简体   繁体   English

matplotlib:如何有条件地绘制二维数组中的直方图

[英]matplotlib: How to conditionally plot a histogram from a 2d array

I have a 2D array, where I am trying to plot a histogram of all the rows in one column, given a condition in another column. 我有一个2D数组,在这里我试图在给定另一列的条件的情况下绘制一列中所有行的直方图。 I am trying to select subdata in the plt.hist() command, to avoid making numerous subarrays, which I already know how to do. 我正在尝试在plt.hist()命令中选择子数据,以避免制作许多子数组,而我已经知道该怎么做。 For example if 例如,如果

a_long_named_array = [1, 5]
                     [2, 6]
                     [3, 7]

I could create a subset of my array such that the 1st column is greater than 5 by writing 我可以通过写以下内容来创建数组的子集,使第一列大于5

a_long_named_subarray = a_long_named_array[a_long_named_array[:,1] > 5]

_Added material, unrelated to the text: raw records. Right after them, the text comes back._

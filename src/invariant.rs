//! Debug-only invariant assertion helpers.
//!
//! Graph mutations call these after touching storage so that representation
//! invariants stay explicit while release builds remain unaffected.

/// Debug-asserts a structural invariant with a message.
#[inline(always)]
pub(crate) fn invariant_assert(condition: bool, message: &str) {
    debug_assert!(condition, "Graph invariant violated: {}", message);
}

#[cfg(test)]
mod tests {
    use super::invariant_assert;

    #[test]
    fn holding_invariant_is_silent() {
        invariant_assert(true, "always holds");
    }

    #[test]
    #[cfg(debug_assertions)]
    #[should_panic(expected = "Graph invariant violated: broken")]
    fn violated_invariant_panics_in_debug() {
        invariant_assert(false, "broken");
    }
}
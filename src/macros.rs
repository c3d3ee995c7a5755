//! Feature-gated logging macros.
//!
//! With the `tracing` feature enabled these forward to the matching `tracing`
//! macro; without it they type-check their arguments and compile to nothing.

/// Emits a `debug`-level event, used when a mutation is absorbed as a no-op.
#[cfg(feature = "tracing")]
macro_rules! graph_debug {
    ($($arg:tt)+) => {
        ::tracing::debug!($($arg)+)
    };
}

#[cfg(not(feature = "tracing"))]
macro_rules! graph_debug {
    ($($arg:tt)+) => {
        if false {
            let _ = ::core::format_args!($($arg)+);
        }
    };
}

/// Emits a `trace`-level event for completed traversals and queries.
#[cfg(feature = "tracing")]
macro_rules! graph_trace {
    ($($arg:tt)+) => {
        ::tracing::trace!($($arg)+)
    };
}

#[cfg(not(feature = "tracing"))]
macro_rules! graph_trace {
    ($($arg:tt)+) => {
        if false {
            let _ = ::core::format_args!($($arg)+);
        }
    };
}

pub(crate) use graph_debug;
pub(crate) use graph_trace;

#[cfg(test)]
mod tests {
    #[test]
    fn macros_accept_inline_captures() {
        let src = 3usize;
        let dst = 4usize;
        graph_debug!("ignoring edge {src} -> {dst}");
        graph_trace!("visited {} vertices", src + dst);
    }
}
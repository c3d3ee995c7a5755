use std::collections::{BTreeMap, BTreeSet};

use duograph::{LabeledGraph, WeightedDigraph};
use petgraph::algo;
use petgraph::graph::{DiGraph, NodeIndex, UnGraph};
use petgraph::visit::EdgeRef;
use proptest::prelude::*;

fn weighted_edges() -> impl Strategy<Value = (usize, Vec<(usize, usize, i64)>)> {
    (1usize..9).prop_flat_map(|n| {
        let edge = (0..n, 0..n, 1i64..50);
        (Just(n), proptest::collection::vec(edge, 0..24))
    })
}

fn undirected_edges() -> impl Strategy<Value = (u8, Vec<(u8, u8)>)> {
    (1u8..10).prop_flat_map(|n| {
        let edge = (0..n, 0..n);
        (Just(n), proptest::collection::vec(edge, 0..20))
    })
}

/// Final edge set after replaying inserts: later weights overwrite earlier ones.
fn surviving_edges(edges: &[(usize, usize, i64)]) -> BTreeMap<(usize, usize), i64> {
    edges
        .iter()
        .filter(|(s, d, _)| s != d)
        .map(|&(s, d, w)| ((s, d), w))
        .collect()
}

fn build_weighted(n: usize, edges: &[(usize, usize, i64)]) -> WeightedDigraph<i64> {
    let mut g = WeightedDigraph::with_vertices(n);
    for &(s, d, w) in edges {
        g.add_edge(s, d, w);
    }
    g
}

fn build_petgraph_directed(n: usize, edges: &BTreeMap<(usize, usize), i64>) -> DiGraph<(), i64> {
    let mut pg = DiGraph::new();
    for _ in 0..n {
        pg.add_node(());
    }
    for (&(s, d), &w) in edges {
        pg.add_edge(NodeIndex::new(s), NodeIndex::new(d), w);
    }
    pg
}

fn build_labeled(n: u8, edges: &[(u8, u8)]) -> LabeledGraph<u8> {
    let mut g = LabeledGraph::new();
    for v in 0..n {
        g.add_vertex(v);
    }
    g.extend(edges.iter().copied());
    g
}

fn build_petgraph_undirected(n: u8, edges: &[(u8, u8)]) -> UnGraph<(), ()> {
    let pairs: BTreeSet<(u8, u8)> = edges
        .iter()
        .filter(|(a, b)| a != b)
        .map(|&(a, b)| (a.min(b), a.max(b)))
        .collect();
    let mut pg = UnGraph::new_undirected();
    for _ in 0..n {
        pg.add_node(());
    }
    for (a, b) in pairs {
        pg.add_edge(NodeIndex::new(a.into()), NodeIndex::new(b.into()), ());
    }
    pg
}

proptest! {
    #[test]
    fn dijkstra_matches_petgraph((n, edges) in weighted_edges(), src_seed in any::<usize>()) {
        let g = build_weighted(n, &edges);
        let pg = build_petgraph_directed(n, &surviving_edges(&edges));
        let src = src_seed % n;

        let expected = algo::dijkstra(&pg, NodeIndex::new(src), None, |e| *e.weight());
        let ours = g.dijkstra(src);
        prop_assert_eq!(ours.len(), n);
        for (v, dist) in ours.iter().enumerate() {
            match expected.get(&NodeIndex::new(v)) {
                Some(&d) => prop_assert_eq!(*dist, d as f64, "vertex {}", v),
                None => prop_assert!(dist.is_infinite(), "vertex {} should be unreachable", v),
            }
        }
    }

    #[test]
    fn directed_cycle_matches_petgraph((n, edges) in weighted_edges()) {
        let g = build_weighted(n, &edges);
        let pg = build_petgraph_directed(n, &surviving_edges(&edges));
        prop_assert_eq!(g.has_cycle(), algo::is_cyclic_directed(&pg));
    }

    #[test]
    fn weighted_edges_match_model((n, edges) in weighted_edges()) {
        let g = build_weighted(n, &edges);
        let model: Vec<_> = surviving_edges(&edges)
            .into_iter()
            .map(|((s, d), w)| (s, d, w))
            .collect();
        prop_assert_eq!(g.edges(), model);
    }

    #[test]
    fn weighted_traversals_visit_reachable_set((n, edges) in weighted_edges(), src_seed in any::<usize>()) {
        let g = build_weighted(n, &edges);
        let src = src_seed % n;
        let reachable: BTreeSet<usize> = g
            .dijkstra(src)
            .iter()
            .enumerate()
            .filter(|(_, d)| d.is_finite())
            .map(|(v, _)| v)
            .collect();

        for order in [g.dfs(src, None), g.bfs(src, None)] {
            prop_assert_eq!(order.first(), Some(&src));
            let visited: BTreeSet<usize> = order.iter().copied().collect();
            prop_assert_eq!(visited.len(), order.len());
            prop_assert_eq!(&visited, &reachable);
        }
    }

    #[test]
    fn components_match_petgraph((n, edges) in undirected_edges()) {
        let g = build_labeled(n, &edges);
        let pg = build_petgraph_undirected(n, &edges);
        prop_assert_eq!(g.count_connected_components(), algo::connected_components(&pg));
    }

    #[test]
    fn undirected_cycle_matches_petgraph((n, edges) in undirected_edges()) {
        let g = build_labeled(n, &edges);
        let pg = build_petgraph_undirected(n, &edges);
        prop_assert_eq!(g.has_cycle(), algo::is_cyclic_undirected(&pg));
    }

    #[test]
    fn add_edge_twice_changes_nothing((n, edges) in undirected_edges(), a in 0u8..10, b in 0u8..10) {
        let mut g = build_labeled(n, &edges);
        g.add_edge(a, b);
        let once = g.edges();
        g.add_edge(a, b);
        g.add_edge(b, a);
        prop_assert_eq!(g.edges(), once);
    }

    #[test]
    fn remove_vertex_erases_every_reference((n, edges) in undirected_edges(), victim in 0u8..10) {
        let mut g = build_labeled(n, &edges);
        let order_before: Vec<u8> = g.vertices().into_iter().filter(|v| *v != victim).collect();

        g.remove_vertex(&victim);
        prop_assert!(!g.vertices().contains(&victim));
        prop_assert_eq!(g.vertices(), order_before);
        for v in g.vertices() {
            prop_assert!(!g.neighbors(&v).unwrap_or(&[]).contains(&victim));
        }
        prop_assert!(g.edges().iter().all(|&(u, v)| u != victim && v != victim));
    }

    #[test]
    fn undirected_edges_reported_once((n, edges) in undirected_edges()) {
        let g = build_labeled(n, &edges);
        let reported = g.edges();
        let unique: BTreeSet<(u8, u8)> = reported.iter().map(|&(a, b)| (a.min(b), a.max(b))).collect();
        prop_assert_eq!(unique.len(), reported.len());
        prop_assert_eq!(reported.len(), g.edge_count());
    }
}
//! Storage primitives backing the graph types.

pub mod matrix;

pub use matrix::SquareMatrix;
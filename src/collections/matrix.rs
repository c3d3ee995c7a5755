//! `SquareMatrix`: a dense, growable `n x n` matrix.
//!
//! Storage is a single contiguous row-major `Vec<T>`, so scanning a row is a
//! slice walk. The matrix only ever grows, one row and one column at a time,
//! which is exactly what an adjacency matrix with append-only vertices needs.
//!
//! # Memory
//!
//! The matrix always holds `n²` cells, whether or not they carry data.

use core::fmt;

/// A dense square matrix whose dimension grows by one at a time.
#[derive(Clone, PartialEq, Eq, Hash)]
pub struct SquareMatrix<T> {
    data: Vec<T>,
    dim: usize,
}

impl<T> SquareMatrix<T> {
    /// Creates an empty `0 x 0` matrix.
    pub const fn new() -> Self {
        Self {
            data: Vec::new(),
            dim: 0,
        }
    }

    /// Creates a `dim x dim` matrix with every cell set to `T::default()`.
    pub fn with_dim(dim: usize) -> Self
    where
        T: Default + Clone,
    {
        Self::filled(dim, T::default())
    }

    /// Creates a `dim x dim` matrix with every cell set to `value`.
    pub fn filled(dim: usize, value: T) -> Self
    where
        T: Clone,
    {
        Self {
            data: vec![value; dim * dim],
            dim,
        }
    }

    /// Returns the dimension (number of rows, equal to the number of columns).
    #[inline(always)]
    pub fn dim(&self) -> usize {
        self.dim
    }

    /// Returns `true` if the matrix has no cells.
    #[inline(always)]
    pub fn is_empty(&self) -> bool {
        self.dim == 0
    }

    /// Returns a shared reference to the element at (row, col).
    #[inline(always)]
    pub fn get(&self, row: usize, col: usize) -> Option<&T> {
        if row < self.dim && col < self.dim {
            self.data.get(row * self.dim + col)
        } else {
            None
        }
    }

    /// Returns a mutable reference to the element at (row, col).
    #[inline(always)]
    pub fn get_mut(&mut self, row: usize, col: usize) -> Option<&mut T> {
        if row < self.dim && col < self.dim {
            self.data.get_mut(row * self.dim + col)
        } else {
            None
        }
    }

    /// Returns a row as a slice.
    pub fn row(&self, row: usize) -> Option<&[T]> {
        if row < self.dim {
            let start = row * self.dim;
            Some(&self.data[start..start + self.dim])
        } else {
            None
        }
    }

    /// Iterates over all rows in order.
    pub fn rows(&self) -> impl ExactSizeIterator<Item = &[T]> + '_ {
        // `chunks_exact(0)` panics, and an empty matrix has no rows anyway.
        self.data.chunks_exact(self.dim.max(1)).take(self.dim)
    }

    /// Iterates over `(row, col, &value)` in row-major order.
    pub fn cells(&self) -> impl Iterator<Item = (usize, usize, &T)> + '_ {
        let dim = self.dim;
        self.data
            .iter()
            .enumerate()
            .map(move |(i, v)| (i / dim, i % dim, v))
    }

    /// Grows the matrix by one row and one column, filling the new cells with
    /// values produced by `fill`. Returns the new dimension.
    ///
    /// Existing cells keep their (row, col) coordinates.
    pub fn grow_with<F>(&mut self, mut fill: F) -> usize
    where
        F: FnMut() -> T,
    {
        let old = self.dim;
        let new = old + 1;
        let mut data = Vec::with_capacity(new * new);
        let mut cells = core::mem::take(&mut self.data).into_iter();
        for _ in 0..old {
            data.extend(cells.by_ref().take(old));
            data.push(fill());
        }
        data.extend((0..new).map(|_| fill()));

        self.data = data;
        self.dim = new;
        new
    }
}

impl<T> Default for SquareMatrix<T> {
    fn default() -> Self {
        Self::new()
    }
}

impl<T: fmt::Debug> fmt::Debug for SquareMatrix<T> {
    fn fmt(&self, f: &mut fmt::Formatter<'_>) -> fmt::Result {
        f.debug_list().entries(self.rows()).finish()
    }
}
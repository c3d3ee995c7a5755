//! Human-readable dumps of both graph types.
//!
//! These are thin formatters over the public accessors.

use core::fmt::{self, Display, Write as _};
use std::hash::Hash;

use num_traits::PrimInt;

use crate::graph::{LabeledGraph, WeightedDigraph};

/// Joined bodies shorter than this are printed on one line.
const SINGLE_LINE_LIMIT: usize = 70;

impl<W: PrimInt + Display> Display for WeightedDigraph<W> {
    /// Prints the adjacency matrix with row and column headers.
    fn fmt(&self, f: &mut fmt::Formatter<'_>) -> fmt::Result {
        let n = self.vertex_count();
        if n == 0 {
            return writeln!(f, "EMPTY GRAPH");
        }

        writeln!(f, "GRAPH ({n} vertices):")?;
        write!(f, "   |")?;
        write_padded_row(f, 0..n)?;
        writeln!(f, "{}", "-".repeat(n * 3 + 3))?;
        for (i, row) in self.matrix().rows().enumerate() {
            write!(f, "{i:>2} |")?;
            write_padded_row(f, row)?;
        }
        Ok(())
    }
}

fn write_padded_row<T, I>(f: &mut fmt::Formatter<'_>, cells: I) -> fmt::Result
where
    T: Display,
    I: IntoIterator<Item = T>,
{
    for (i, cell) in cells.into_iter().enumerate() {
        if i > 0 {
            f.write_char(' ')?;
        }
        write!(f, "{cell:>2}")?;
    }
    f.write_char('\n')
}

impl<L> Display for LabeledGraph<L>
where
    L: Clone + Eq + Hash + Ord + Display,
{
    /// Prints `GRAPH: {v: [n1, n2], ...}`, one vertex per line when long.
    fn fmt(&self, f: &mut fmt::Formatter<'_>) -> fmt::Result {
        let mut lines = Vec::with_capacity(self.vertex_count());
        for vertex in self.vertices() {
            let mut line = format!("{vertex}: [");
            for (i, nbr) in self.neighbors(&vertex).unwrap_or(&[]).iter().enumerate() {
                if i > 0 {
                    line.push_str(", ");
                }
                write!(line, "{nbr}")?;
            }
            line.push(']');
            lines.push(line);
        }

        let body = lines.join("\n  ");
        if body.chars().count() < SINGLE_LINE_LIMIT {
            write!(f, "GRAPH: {{{}}}", lines.join(", "))
        } else {
            write!(f, "GRAPH: {{\n  {body}}}")
        }
    }
}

How do I plot this subdata without making the aforementioned subarray? 如何在不制作上述子数组的情况下绘制此子数据? Please see below. 请看下面。

import numpy as np
import matplotlib.pyplot as plt

#Generate 2D array
arr = np.array([np.random.random_integers(0,10, 10), np.arange(0,10)])

#Transpose it
arr = arr.T

#----------------------------------------------------------------------------
#Plotting a Histogram: This works
#----------------------------------------------------------------------------

#Plot all the rows of the 0'th column
plt.hist(arr[:,0])
plt.show()

#----------------------------------------------------------------------------
#Plotting a conditional Histogram: This is what I am trying to do. This Doesn't work.
#----------------------------------------------------------------------------

#Plot all the rows of the 0th column where the 1st column is some condition (here > 5)
plt.hist(arr[:,0, where 1 > 5])
plt.show()

quit()

You just need to apply the boolean index ( whatever > 5 returns a boolean array) to the first dimension. 您只需要将布尔值索引( whatever > 5返回布尔值数组)应用于第一个维度。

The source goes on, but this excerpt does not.